No one, no doctor, no clergyman, no Supreme Court Justice, has a right to interfere in that decision. Don’t tell me it’s a moral question because it’s not, but if you want to argue morality then allow me to get down in the mud and wrestle with you on that level. All moral questions regarding abortion seem to center on one simple question, does life begin at conception? Allow me to say, you’re out of your fucking mind if you believe it does. Were that the case than an embryo would be able to live on it’s own, outside the body of it’s host. Just to clue you in, no it can’t. It doesn’t breathe, it doesn’t think, it doesn’t perform any function recognizable as human other than grow. That it is alive is only because it is being sustained by the body of the woman within whom it is growing.

Even a COVID germ can survive outside it’s host and I suspect you’d have no problem killing it or is that bottle of hand sanitizer just for show?

If it is your belief that “God” says life begins at conception then please show me where that entity said it. I’ve read both the Jewish and Gentile versions of the bible and I can’t find it. There’s lots about fruits of the womb, but nothing about exactly when life begins.  Actually an argument can be made that the only references in the bible as to when life begins is at birth and not before.

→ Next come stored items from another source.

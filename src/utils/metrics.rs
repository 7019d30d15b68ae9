//! Observability and Metrics
//!
//! Counters for monitoring the frame transport.
//!
//! Uses atomic counters so every connection task can record without locking.
//! One [`Metrics`] instance is owned by the transport and shared by `Arc`.

use std::sync::atomic::{AtomicU64, Ordering};
use std::time::Instant;
use tracing::{debug, info};

/// Metrics collector for transport operations
#[derive(Debug)]
pub struct Metrics {
    /// Total connections accepted
    pub connections_total: AtomicU64,
    /// Currently open connections
    pub connections_active: AtomicU64,
    /// Frames read off the wire
    pub frames_received: AtomicU64,
    /// Frames written to the wire
    pub frames_sent: AtomicU64,
    /// Payload bytes read
    pub bytes_received: AtomicU64,
    /// Frame bytes written (header included)
    pub bytes_sent: AtomicU64,
    /// Frames whose id had no registered handler
    pub unknown_packets: AtomicU64,
    /// Payloads that failed to decode
    pub decode_errors: AtomicU64,
    /// Writes that failed
    pub send_errors: AtomicU64,
    /// Logins refused because the identity was already online
    pub duplicate_logins: AtomicU64,
    start_time: Instant,
}

impl Metrics {
    pub fn new() -> Self {
        Self {
            connections_total: AtomicU64::new(0),
            connections_active: AtomicU64::new(0),
            frames_received: AtomicU64::new(0),
            frames_sent: AtomicU64::new(0),
            bytes_received: AtomicU64::new(0),
            bytes_sent: AtomicU64::new(0),
            unknown_packets: AtomicU64::new(0),
            decode_errors: AtomicU64::new(0),
            send_errors: AtomicU64::new(0),
            duplicate_logins: AtomicU64::new(0),
            start_time: Instant::now(),
        }
    }

    pub fn connection_opened(&self) {
        self.connections_total.fetch_add(1, Ordering::Relaxed);
        self.connections_active.fetch_add(1, Ordering::Relaxed);
    }

    pub fn connection_closed(&self) {
        self.connections_active.fetch_sub(1, Ordering::Relaxed);
    }

    pub fn frame_received(&self, byte_count: u64) {
        self.frames_received.fetch_add(1, Ordering::Relaxed);
        self.bytes_received.fetch_add(byte_count, Ordering::Relaxed);
    }

    pub fn frame_sent(&self, byte_count: u64) {
        self.frames_sent.fetch_add(1, Ordering::Relaxed);
        self.bytes_sent.fetch_add(byte_count, Ordering::Relaxed);
    }

    pub fn unknown_packet(&self) {
        self.unknown_packets.fetch_add(1, Ordering::Relaxed);
    }

    pub fn decode_error(&self) {
        self.decode_errors.fetch_add(1, Ordering::Relaxed);
    }

    pub fn send_error(&self) {
        self.send_errors.fetch_add(1, Ordering::Relaxed);
    }

    pub fn duplicate_login(&self) {
        self.duplicate_logins.fetch_add(1, Ordering::Relaxed);
    }

    /// Get current metrics snapshot
    pub fn snapshot(&self) -> MetricsSnapshot {
        MetricsSnapshot {
            connections_total: self.connections_total.load(Ordering::Relaxed),
            connections_active: self.connections_active.load(Ordering::Relaxed),
            frames_received: self.frames_received.load(Ordering::Relaxed),
            frames_sent: self.frames_sent.load(Ordering::Relaxed),
            bytes_received: self.bytes_received.load(Ordering::Relaxed),
            bytes_sent: self.bytes_sent.load(Ordering::Relaxed),
            unknown_packets: self.unknown_packets.load(Ordering::Relaxed),
            decode_errors: self.decode_errors.load(Ordering::Relaxed),
            send_errors: self.send_errors.load(Ordering::Relaxed),
            duplicate_logins: self.duplicate_logins.load(Ordering::Relaxed),
            uptime_seconds: self.start_time.elapsed().as_secs(),
        }
    }

    /// Log current metrics
    pub fn log_metrics(&self) {
        let snapshot = self.snapshot();
        info!(
            connections_total = snapshot.connections_total,
            connections_active = snapshot.connections_active,
            frames_received = snapshot.frames_received,
            frames_sent = snapshot.frames_sent,
            bytes_received = snapshot.bytes_received,
            bytes_sent = snapshot.bytes_sent,
            unknown_packets = snapshot.unknown_packets,
            decode_errors = snapshot.decode_errors,
            send_errors = snapshot.send_errors,
            duplicate_logins = snapshot.duplicate_logins,
            uptime_seconds = snapshot.uptime_seconds,
            "Transport metrics snapshot"
        );
    }
}

impl Default for Metrics {
    fn default() -> Self {
        Self::new()
    }
}

/// Snapshot of metrics at a point in time
#[derive(Debug, Clone)]
pub struct MetricsSnapshot {
    pub connections_total: u64,
    pub connections_active: u64,
    pub frames_received: u64,
    pub frames_sent: u64,
    pub bytes_received: u64,
    pub bytes_sent: u64,
    pub unknown_packets: u64,
    pub decode_errors: u64,
    pub send_errors: u64,
    pub duplicate_logins: u64,
    pub uptime_seconds: u64,
}

/// Timer for measuring how long a handler's process step takes
pub struct Timer {
    start: Instant,
    operation: &'static str,
}

impl Timer {
    pub fn start(operation: &'static str) -> Self {
        Self {
            start: Instant::now(),
            operation,
        }
    }
}

impl Drop for Timer {
    fn drop(&mut self) {
        let duration = self.start.elapsed();
        debug!(
            operation = self.operation,
            duration_ms = duration.as_millis(),
            "Operation completed"
        );
    }
}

If you are going to claim this entity spoke to you personally and said life begins at conception, well we’re gonna have to have a whole other conversation.

And if your claim is that this is what “the community” feels is true, let me first point out that over 60% of the American community believes abortion should be safe and legal. Now let’s go over a few other things that “the community” has at one time or another held to be sacrosanct:

  • Women should be seen and not heard
  • Sunday should be a day of rest in which there is no work done
  • If you plant different crops side by side you should be put to death
  • Homosexuality is a sin (though if you are Anti-abortion, you’re probably also anti-Gay rights)
  • Only white landowning men over the age of 21 should be able to vote
  • Alcohol should be illegal
  • Slavery is just fine and dandy

I don’t know about you, but I don’t think many people today would look at that list and say they believe in those things. Why is that? Attitudes evolved. People learned. People grew up. People learned that putting restrictions on other peoples personal choices just made the restrictor a morally lesser human being.

Whatever you believe, it ultimately is what YOU believe. If it is your belief that life begins at conception then by all means, don’t have an abortion. That is your CHOICE. But if a woman believes that life begins when that embryo inside of her can sustain life outside her body then it is her right, and only HER right, to make the decision about what to do with it.

Imagine if you were the one being told what you could or couldn’t do with that most private of possessions, your own body. You wouldn’t like it. Women should not have to face a future where they are not in control of their own bodies.